The huge $66 billion dollar deal for Nvidia to buy Arm has blown up. According to arstechnica.com, this was primarily due to regulators in the US, UK, and EU raising serious concerns about the effect of the deal on competition in the world wide semiconductor industry. The deal would have given California based Nvidia virtual control over the tech at the heart of the majority of mobile devices. Arm is based in the UK. Among others, Qualcomm and Microsoft had objected to the purchase. The sale’s failure is a big hit for SoftBank, which would have raked in a huge windfall had the deal gone through. SoftBank will now likely do an IPO sometime this year for Arm.

Peter Thiel isn’t seeking reelection to be a member of the Facebook (Meta) board, so will leave the company. Techcrunch.com reports that Thiel has become increasingly political, and has strongly supported Donald Trump and those running for office closely associated with him. This makes him a bit of a hot potato on the Meta board at this point…with the investigations both in the US and the EU into the company, and their platforms Facebook, Instagram, and WhatsApp. 

The backlash was quick, strong, and surprisingly bipartisan. After public outcry and a strong negative reaction for members of Congress, the IRS will drop their plan to make people use facial recognition via a third party company to verify their identity. Engadget.com notes that the shift away form the ID.me system will happen over weeks to try to minimize disruptions during tax filing season. The IRS is now working on a less intrusive, and less flakey system…as even the folks in Congress know that the face ID system has issues, and is prone to error…particularly in the case of minority faces. The susceptibility to cyber attacks, and lack of audits or accountability also raised the ire of Congress members from both sides of the aisle. 

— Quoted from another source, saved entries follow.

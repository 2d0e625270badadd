//! Analog clock-face animator.
//!
//! A static 12-hour face is laid out once as SVG; every frame adds the three hands at the
//! positions given by [`geometry::HandPositions::at`] and is rasterized with `resvg`.

/// SVG document builder for the face and hands.
pub mod face;
/// Dial scale, hand positions and dial-to-pixel mapping.
pub mod geometry;
/// SVG rasterization into opaque frames.
pub mod raster;

use crate::{
    config::ClockConfig,
    encode::sink::encode_frames,
    foundation::error::{ClockfaceError, ClockfaceResult},
    render::frame::FrameRGB,
};

use self::{face::ClockFace, geometry::HandPositions, raster::SvgRasterizer};

/// Render every frame of the clock animation.
#[tracing::instrument(skip(cfg), fields(direction = ?cfg.direction, frames = cfg.frames))]
pub fn render_clock_frames(cfg: &ClockConfig) -> ClockfaceResult<Vec<FrameRGB>> {
    let rasterizer = SvgRasterizer::new(cfg.canvas)?;
    render_clock_frames_with(cfg, &rasterizer)
}

/// Render every frame of the clock animation with a caller-provided rasterizer.
pub fn render_clock_frames_with(
    cfg: &ClockConfig,
    rasterizer: &SvgRasterizer,
) -> ClockfaceResult<Vec<FrameRGB>> {
    cfg.validate()?;
    let face = ClockFace::new(cfg);
    (0..cfg.frames)
        .map(|f| rasterizer.render(&face.frame_svg(&HandPositions::at(f, cfg.speed))))
        .collect()
}

/// Render the clock, write the optional preview and encode every requested output.
///
/// Returns the number of frames encoded.
pub fn run_clock(cfg: &ClockConfig) -> ClockfaceResult<usize> {
    if cfg.outputs.is_empty() && cfg.preview.is_none() {
        return Err(ClockfaceError::validation(
            "no outputs requested (video, gif and preview are all disabled)",
        ));
    }
    let frames = render_clock_frames(cfg)?;
    if let (Some(path), Some(first)) = (&cfg.preview, frames.first()) {
        first.save_png(path)?;
        tracing::info!(path = %path.display(), "wrote preview");
    }
    if !cfg.outputs.is_empty() {
        encode_frames(&frames, cfg.fps, &mut cfg.outputs.build_sinks())?;
    }
    Ok(frames.len())
}
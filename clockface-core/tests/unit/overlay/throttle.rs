use super::*;

#[test]
fn disabled_throttle_never_sleeps() {
    let mut t = FrameThrottle::disabled();
    assert_eq!(t.period(), None);
    let start = Instant::now();
    for _ in 0..1000 {
        t.tick();
    }
    assert!(start.elapsed() < Duration::from_millis(500));
}

#[test]
fn throttle_holds_frame_period() {
    let mut t = FrameThrottle::new(Fps { num: 100, den: 1 });
    assert_eq!(t.period().map(|p| p.as_millis()), Some(10));
    let start = Instant::now();
    // First tick is free; the next three each wait for one period.
    for _ in 0..4 {
        t.tick();
    }
    assert!(start.elapsed() >= Duration::from_millis(29));
}
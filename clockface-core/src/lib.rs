//! clockface renders animated clock faces and composites them onto still images.
//!
//! Three independent batch pipelines, each a function of an explicit config that produces a
//! buffer of opaque RGB frames followed by an explicit encode step:
//!
//! 1. **Clock**: [`render_clock_frames`] draws a 12-hour analog face with hour, minute and second
//!    hands (SVG rasterized with `resvg`). [`run_clock`] also encodes MP4/GIF.
//! 2. **Overlay**: [`render_overlay_frames`] spins a textured quad about the Y axis in front of a
//!    background on a [`DrawSurface`] and reads every iteration back as a frame. [`run_overlay`]
//!    loads the inputs, renders on a [`SoftwareSurface`] and encodes.
//! 3. **Composite**: [`composite_frames`] alpha-blends each animation frame onto the centre of a
//!    background. [`run_composite`] loads, blends and encodes.
//!
//! The clock's GIF output is the usual animation input of the other two pipelines; the path is
//! always passed explicitly through the config.
//!
//! Backends sit behind three traits: [`ImageLoader`] (decoding), [`DrawSurface`] (3D drawing)
//! and [`FrameSink`] (encoding). MP4 output requires the system `ffmpeg` binary on `PATH`.
#![forbid(unsafe_code)]
#![deny(missing_docs)]

mod assets;
mod clock;
mod composite;
mod config;
mod encode;
mod foundation;
mod overlay;
mod render;
/// Precomputed transforms used by the overlay renderer.
pub mod transform;

pub use assets::decode::{decode_gif_frames, decode_image, resize_frames};
pub use assets::loader::{FsImageLoader, ImageLoader, ensure_input_exists};
pub use assets::media::{VideoSourceInfo, decode_video_frames, probe_video};
pub use assets::sequence::AnimatedSequence;
pub use clock::face::ClockFace;
pub use clock::geometry::{DIAL_UNITS, DialLayout, HandPositions, dial_angle};
pub use clock::raster::SvgRasterizer;
pub use clock::{render_clock_frames, render_clock_frames_with, run_clock};
pub use composite::{blend_region, centered_origin, composite_frames, run_composite};
pub use config::{ClockConfig, CompositeConfig, Direction, HandStyle, OverlayConfig};
pub use encode::OutputTargets;
pub use encode::ffmpeg::{FfmpegSink, FfmpegSinkOpts, ensure_parent_dir, is_ffmpeg_on_path};
pub use encode::gif::{GifSink, GifSinkOpts};
pub use encode::sink::{FrameSink, InMemorySink, SinkConfig, encode_frames};
pub use foundation::color::Rgb8;
pub use foundation::core::{Canvas, Fps, FrameIndex, Point, Vec2};
pub use foundation::error::{ClockfaceError, ClockfaceResult};
pub use overlay::signal::{NeverQuit, QuitFlag, QuitSignal};
pub use overlay::throttle::FrameThrottle;
pub use overlay::{render_overlay_frames, run_overlay};
pub use render::frame::FrameRGB;
pub use render::surface::{Blend, Camera, DrawSurface, SoftwareSurface, Texture, TexturedQuad};
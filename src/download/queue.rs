//! MPMC FIFO queues with join-barrier bookkeeping.
use std::collections::VecDeque;
use std::sync::atomic::{AtomicUsize, Ordering};
use std::sync::Mutex;
use tokio::sync::Notify;

/// A FIFO work queue shared by the worker pool.
///
/// Alongside the items it tracks an outstanding-task count: [`put`]
/// raises it, [`task_done`] lowers it, and [`requeue`] leaves it alone
/// so a failed attempt keeps its task open. [`join`] resolves once every
/// task put on the queue has been marked done, regardless of how many
/// attempts each one took.
///
/// The mutex is synchronous and never held across an await.
///
/// [`put`]: TaskQueue::put
/// [`task_done`]: TaskQueue::task_done
/// [`requeue`]: TaskQueue::requeue
/// [`join`]: TaskQueue::join
#[derive(Debug)]
pub struct TaskQueue<T> {
    items: Mutex<VecDeque<T>>,
    ready: Notify,
    outstanding: AtomicUsize,
    drained: Notify,
}

impl<T> TaskQueue<T> {
    pub fn new() -> TaskQueue<T> {
        TaskQueue {
            items: Mutex::new(VecDeque::new()),
            ready: Notify::new(),
            outstanding: AtomicUsize::new(0),
            drained: Notify::new(),
        }
    }

    /// Adds a new task and raises the outstanding count.
    pub fn put(&self, item: T) {
        self.outstanding.fetch_add(1, Ordering::SeqCst);
        self.push(item);
    }

    /// Returns a task after a failed attempt. The outstanding count is
    /// untouched: the original `put` is still unaccounted for.
    pub fn requeue(&self, item: T) {
        self.push(item);
    }

    fn push(&self, item: T) {
        self.items.lock().unwrap().push_back(item);
        self.ready.notify_one();
    }

    /// Takes the next item, waiting for one if the queue is empty.
    pub async fn get(&self) -> T {
        loop {
            {
                let mut items = self.items.lock().unwrap();
                if let Some(item) = items.pop_front() {
                    if !items.is_empty() {
                        // pass the wakeup on: a single notify permit may
                        // have covered several pushes
                        self.ready.notify_one();
                    }
                    return item;
                }
            }
            self.ready.notified().await;
        }
    }

    /// Marks one task complete. The final call releases [`join`].
    ///
    /// [`join`]: TaskQueue::join
    pub fn task_done(&self) {
        if self.outstanding.fetch_sub(1, Ordering::SeqCst) == 1 {
            self.drained.notify_waiters();
        }
    }

    /// Whether every task ever put has been marked done.
    pub fn is_drained(&self) -> bool {
        self.outstanding.load(Ordering::SeqCst) == 0
    }

    /// Outstanding tasks: put but not yet marked done.
    pub fn outstanding(&self) -> usize {
        self.outstanding.load(Ordering::SeqCst)
    }

    /// Waits until the outstanding count reaches zero.
    pub async fn join(&self) {
        loop {
            let drained = self.drained.notified();
            if self.is_drained() {
                return;
            }
            drained.await;
        }
    }

    /// Removes and returns everything currently queued. Meant for the
    /// single consumer left after the pool has shut down.
    pub fn drain(&self) -> Vec<T> {
        self.items.lock().unwrap().drain(..).collect()
    }

    pub fn len(&self) -> usize {
        self.items.lock().unwrap().len()
    }

    pub fn is_empty(&self) -> bool {
        self.items.lock().unwrap().is_empty()
    }
}

impl<T> Default for TaskQueue<T> {
    fn default() -> Self {
        Self::new()
    }
}
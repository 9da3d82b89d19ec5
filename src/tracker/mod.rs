//! Tracker announce client.
//!
//! Builds the announce GET request, performs it over HTTP with a bounded
//! timeout, and parses the bencoded response into a list of peer
//! endpoints. Compact form only: each peer is a 6-byte tuple of 4
//! big-endian address bytes and 2 big-endian port bytes.
use crate::torrent::TorrentFile;
use rand::Rng;
use serde::Deserialize;
use serde_bytes::ByteBuf;
use std::net::{Ipv4Addr, SocketAddr, SocketAddrV4};
use std::time::Duration;
use thiserror::Error;

/// How long a single announce round-trip may take.
const ANNOUNCE_TIMEOUT: Duration = Duration::from_secs(15);

#[derive(Debug, Error)]
pub enum TrackerError {
    #[error("announce URL is invalid: {0}")]
    Url(#[from] url::ParseError),

    #[error("tracker request failed: {0}")]
    Network(#[from] reqwest::Error),

    #[error("malformed tracker response: {0}")]
    MalformedResponse(#[from] serde_bencode::Error),

    #[error("tracker refused the announce: {0}")]
    Refused(String),

    #[error("peers blob length {0} is not a multiple of 6")]
    InvalidPeersBlob(usize),
}

pub type TrackerResult<T> = std::result::Result<T, TrackerError>;

/// A peer endpoint received from the tracker.
#[derive(Debug, Clone, Copy, PartialEq, Eq)]
pub struct Peer {
    pub ip: Ipv4Addr,
    pub port: u16,
}

impl Peer {
    /// Parses one compact 6-byte entry.
    pub fn from_compact(chunk: &[u8; 6]) -> Peer {
        Peer {
            ip: Ipv4Addr::new(chunk[0], chunk[1], chunk[2], chunk[3]),
            port: u16::from_be_bytes([chunk[4], chunk[5]]),
        }
    }

    pub fn addr(&self) -> SocketAddr {
        SocketAddr::V4(SocketAddrV4::new(self.ip, self.port))
    }
}

/// The parsed announce response.
#[derive(Debug)]
pub struct AnnounceResponse {
    pub interval: i64,
    pub peers: Vec<Peer>,
}

#[derive(Debug, Deserialize)]
struct RawResponse {
    #[serde(default)]
    interval: i64,
    #[serde(default, rename = "failure reason")]
    failure_reason: Option<String>,
    #[serde(default)]
    peers: ByteBuf,
}

/// A client announcing itself to a BitTorrent tracker.
#[derive(Debug)]
pub struct Client {
    peer_id: [u8; 20],
    port: u16,
    http: reqwest::Client,
}

impl Client {
    pub fn new(port: u16) -> TrackerResult<Self> {
        Ok(Self {
            peer_id: generate_peer_id(),
            port,
            http: reqwest::Client::builder()
                .timeout(ANNOUNCE_TIMEOUT)
                .build()?,
        })
    }

    /// The 20-byte identity advertised to the tracker and in handshakes.
    pub fn peer_id(&self) -> [u8; 20] {
        self.peer_id
    }

    /// Sends an announce request and returns the peer list.
    ///
    /// `info_hash` and `peer_id` are raw bytes and must be percent-encoded
    /// by hand; `Url::query_pairs_mut` would re-encode the percent signs,
    /// so the query string is assembled manually.
    #[tracing::instrument(skip(self, torrent), level = "debug")]
    pub async fn announce(&self, torrent: &TorrentFile) -> TrackerResult<AnnounceResponse> {
        let mut url = url::Url::parse(&torrent.announce)?;
        let params = format!(
            "info_hash={}&peer_id={}&port={}&uploaded=0&downloaded=0&left={}&compact=1",
            url_encode(&torrent.info_hash),
            url_encode(&self.peer_id),
            self.port,
            torrent.total_length(),
        );
        let query = match url.query() {
            Some(existing) => format!("{}&{}", existing, params),
            None => params,
        };
        url.set_query(Some(&query));

        tracing::debug!(%url, "announcing to tracker");
        let response = self.http.get(url).send().await?;
        let body = response.bytes().await?;
        parse_announce_response(&body)
    }
}

/// Parses a bencoded announce response.
///
/// A `failure reason` entry takes precedence over everything else. The
/// `peers` entry is a compact blob whose length must be a multiple of 6.
fn parse_announce_response(bytes: &[u8]) -> TrackerResult<AnnounceResponse> {
    let raw: RawResponse = serde_bencode::from_bytes(bytes)?;

    if let Some(reason) = raw.failure_reason {
        return Err(TrackerError::Refused(reason));
    }

    if raw.peers.len() % 6 != 0 {
        return Err(TrackerError::InvalidPeersBlob(raw.peers.len()));
    }

    let peers = raw
        .peers
        .chunks_exact(6)
        .map(|chunk| Peer::from_compact(chunk.try_into().expect("chunks_exact yields 6 bytes")))
        .collect();

    Ok(AnnounceResponse {
        interval: raw.interval,
        peers,
    })
}

/// Generates the 20-byte peer id: the fixed `-BU0000-` client prefix
/// followed by 12 random bytes.
fn generate_peer_id() -> [u8; 20] {
    let mut peer_id = [0u8; 20];
    let prefix = b"-BU0000-";
    peer_id[..prefix.len()].copy_from_slice(prefix);
    let mut rng = rand::rng();
    rng.fill(&mut peer_id[prefix.len()..]);
    peer_id
}

/// Percent-encodes raw bytes per RFC 3986: unreserved characters pass
/// through, everything else becomes %XX.
fn url_encode(bytes: &[u8]) -> String {
    let mut encoded = String::with_capacity(bytes.len() * 3);
    for &byte in bytes {
        match byte {
            b'a'..=b'z' | b'A'..=b'Z' | b'0'..=b'9' | b'-' | b'.' | b'_' | b'~' => {
                encoded.push(byte as char);
            }
            _ => {
                encoded.push_str(&format!("%{:02X}", byte));
            }
        }
    }
    encoded
}
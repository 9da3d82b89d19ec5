//! The worker loop: one logical downloader multiplexing peers from the
//! shared queues.
use super::queue::TaskQueue;
use super::state::DownloadState;
use super::{FinishedPiece, PieceError, PieceTask};
use crate::peer::{Message, PeerSession, SessionError};
use crate::torrent::TorrentFile;
use crate::tracker::Peer;

use std::sync::Arc;
use std::time::Duration;
use tokio::time::Instant;
use tracing::{debug, trace, warn};

/// Per-message wait while blocks are in flight. Keep-alives do not reset
/// it; the codec consumes them without surfacing a message.
const BLOCK_TIMEOUT: Duration = Duration::from_secs(45);

/// Ceiling on one piece attempt. A peer that trickles messages slower
/// than this forfeits the piece.
const PIECE_DEADLINE: Duration = Duration::from_secs(130);

/// How long to sit on a choked session waiting for its next message
/// (typically BITFIELD, HAVE, or the UNCHOKE we are after).
const CHOKED_WAIT: Duration = Duration::from_secs(130);

/// One of W pool members. Each worker owns at most one session at a time
/// and drives one piece on it; all sharing goes through the three queues.
pub struct Worker {
    id: usize,
    info_hash: [u8; 20],
    peer_id: [u8; 20],
    num_pieces: usize,
    peers: Arc<TaskQueue<Peer>>,
    pieces: Arc<TaskQueue<PieceTask>>,
    finished: Arc<TaskQueue<FinishedPiece>>,
}

impl Worker {
    pub fn new(
        id: usize,
        torrent: &TorrentFile,
        peer_id: [u8; 20],
        peers: Arc<TaskQueue<Peer>>,
        pieces: Arc<TaskQueue<PieceTask>>,
        finished: Arc<TaskQueue<FinishedPiece>>,
    ) -> Worker {
        Worker {
            id,
            info_hash: torrent.info_hash,
            peer_id,
            num_pieces: torrent.num_pieces(),
            peers,
            pieces,
            finished,
        }
    }

    /// Pulls peers until the piece queue drains. A peer that fails to
    /// connect or handshake is dropped, never retried; a session error
    /// moves on to the next peer with the current piece requeued.
    pub async fn run(self) {
        while !self.pieces.is_drained() {
            let peer = self.peers.get().await;
            let addr = peer.addr();

            let mut session =
                match PeerSession::connect(addr, self.info_hash, self.peer_id, self.num_pieces)
                    .await
                {
                    Ok(session) => session,
                    Err(e) => {
                        debug!(worker = self.id, peer = %addr, error = %e, "peer unusable");
                        self.peers.task_done();
                        continue;
                    }
                };
            debug!(worker = self.id, peer = %addr, "session established");

            if let Err(e) = self.drive(&mut session).await {
                debug!(worker = self.id, peer = %addr, error = %e, "session closed");
            }
            self.peers.task_done();
        }
        trace!(worker = self.id, "no work left");
    }

    /// The Live-state loop for one session.
    async fn drive(&self, session: &mut PeerSession) -> Result<(), PieceError> {
        loop {
            if self.pieces.is_drained() {
                return Ok(());
            }

            if session.peer_choking {
                let message = session.read_message(CHOKED_WAIT).await?;
                session.apply(&message)?;
                session.express_interest().await?;
                continue;
            }

            let task = self.pieces.get().await;
            if !session.has_piece(task.index as usize) {
                trace!(worker = self.id, piece = task.index, "peer lacks piece");
                self.pieces.requeue(task);
                // let a worker whose peer has the piece pick it up
                tokio::task::yield_now().await;
                continue;
            }

            let index = task.index;
            match download_piece(session, &task).await {
                Ok(data) => {
                    self.finished.put(FinishedPiece { index, data });
                    self.pieces.task_done();
                    println!(
                        "piece {:>5} verified ({} outstanding)",
                        index,
                        self.pieces.outstanding()
                    );
                }
                Err(e @ PieceError::HashMismatch { .. }) => {
                    warn!(worker = self.id, piece = index, error = %e, "requeueing piece");
                    self.pieces.requeue(task);
                }
                Err(PieceError::Choked) => {
                    debug!(worker = self.id, piece = index, "choked mid-piece, requeueing");
                    self.pieces.requeue(task);
                }
                Err(e) => {
                    self.pieces.requeue(task);
                    return Err(e);
                }
            }
        }
    }
}

/// Downloads and verifies a single piece over an unchoked session.
///
/// Keeps up to [`NUM_REQUESTS`](super::state::NUM_REQUESTS) REQUESTs in
/// flight, reading and dispatching exactly one message per iteration so
/// choke and have bookkeeping stays coherent while blocks stream in.
pub async fn download_piece(
    session: &mut PeerSession,
    task: &PieceTask,
) -> Result<Vec<u8>, PieceError> {
    let mut state = DownloadState::new(task);
    let deadline = Instant::now() + PIECE_DEADLINE;

    while !state.is_complete() {
        while state.pipeline_open() {
            let request = state.next_request();
            session.send(request).await?;
        }

        let remaining = deadline.saturating_duration_since(Instant::now());
        if remaining.is_zero() {
            return Err(PieceError::Timeout);
        }
        let message = match session.read_message(BLOCK_TIMEOUT.min(remaining)).await {
            Ok(message) => message,
            Err(SessionError::Timeout) => return Err(PieceError::Timeout),
            Err(e) => return Err(e.into()),
        };

        session.apply(&message)?;
        match message {
            Message::Piece { index, begin, block } => {
                state.accept_block(index, begin, &block)?;
            }
            Message::Choke => return Err(PieceError::Choked),
            _ => {}
        }
    }

    state.into_verified()
}
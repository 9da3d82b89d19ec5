use super::BencodeError;
use super::BencodeResult;
use super::BencodeValue;
use std::collections::HashMap;
use std::io::Write;
use tracing::instrument;

#[instrument(skip(writer, s), level = "trace")]
fn encode_string<W: Write>(writer: &mut W, s: &[u8]) -> BencodeResult<()> {
    write!(writer, "{}:", s.len())?;
    writer.write_all(s)?;
    Ok(())
}

#[instrument(skip(writer), level = "trace")]
fn encode_integer<W: Write>(writer: &mut W, i: i64) -> BencodeResult<()> {
    write!(writer, "i{}e", i)?;
    Ok(())
}

#[instrument(skip(writer, list), level = "trace")]
fn encode_list<W: Write>(writer: &mut W, list: &[BencodeValue]) -> BencodeResult<()> {
    writer.write_all(b"l")?;
    for item in list {
        encode_value(writer, item)?;
    }
    writer.write_all(b"e")?;
    Ok(())
}

/// Dictionary entries are emitted in ascending lexicographic byte order of
/// their keys. The info-hash depends on this: SHA-1 over the re-encoded
/// info dict must be byte-identical to the original file.
#[instrument(skip(writer, dict), level = "trace")]
fn encode_dict<W: Write>(writer: &mut W, dict: &HashMap<Vec<u8>, BencodeValue>) -> BencodeResult<()> {
    writer.write_all(b"d")?;
    let mut keys: Vec<&Vec<u8>> = dict.keys().collect();
    keys.sort_unstable();
    for key in keys {
        encode_string(writer, key)?;
        let value = dict
            .get(key)
            .ok_or_else(|| BencodeError::InvalidFormat("missing dict value for key".to_string()))?;
        encode_value(writer, value)?;
    }
    writer.write_all(b"e")?;
    Ok(())
}

fn encode_value<W: Write>(writer: &mut W, value: &BencodeValue) -> BencodeResult<()> {
    match value {
        BencodeValue::String(s) => encode_string(writer, s),
        BencodeValue::Integer(i) => encode_integer(writer, *i),
        BencodeValue::List(list) => encode_list(writer, list),
        BencodeValue::Dict(dict) => encode_dict(writer, dict),
    }
}

/// Encodes a value into `writer` in bencode form.
#[instrument(skip(writer, value), level = "debug")]
pub fn encode<W: Write>(writer: &mut W, value: &BencodeValue) -> BencodeResult<()> {
    encode_value(writer, value)
}

/// Convenience wrapper that encodes into a fresh byte vector.
pub fn to_bytes(value: &BencodeValue) -> BencodeResult<Vec<u8>> {
    let mut buffer = Vec::new();
    encode(&mut buffer, value)?;
    Ok(buffer)
}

This is shaping up to be a pivotal year for electric cars. The EVs are still only 9% of the market, but that’s up from 2.5% in 2019, so a big jump. The New York Times reports that the industry over all will drop a trillion dollars the next 5 years to transition EVs. Tesla is still leading at a million sold a year, but looking at orders over at Ford (which we’ve covered here), FoMoCo had thought they might sell 75,000 of the new F-150 Lightening pickups, but have stopped orders for now at 200,000. They will sell a like number of Mustang EVs this year, too. Mercedes delivered almost 100,000 EVs in 2021…up 90% from the previous year. VW delivered 17,000 ID.4 SUVs in the US, but say they could have sold 4 times that number if it hadn’t been for production bottlenecks like the chip shortage. The biggest impediment to EV sales (besides the chip shortage) is the lack of enough charging stations. Right now, there are only 50,000 public charging stations in the US. The infrastructure bill passed last fall has funds for an additional 500,000, but even that won’t be enough to keep up with EV sales at the rate people are ordering them.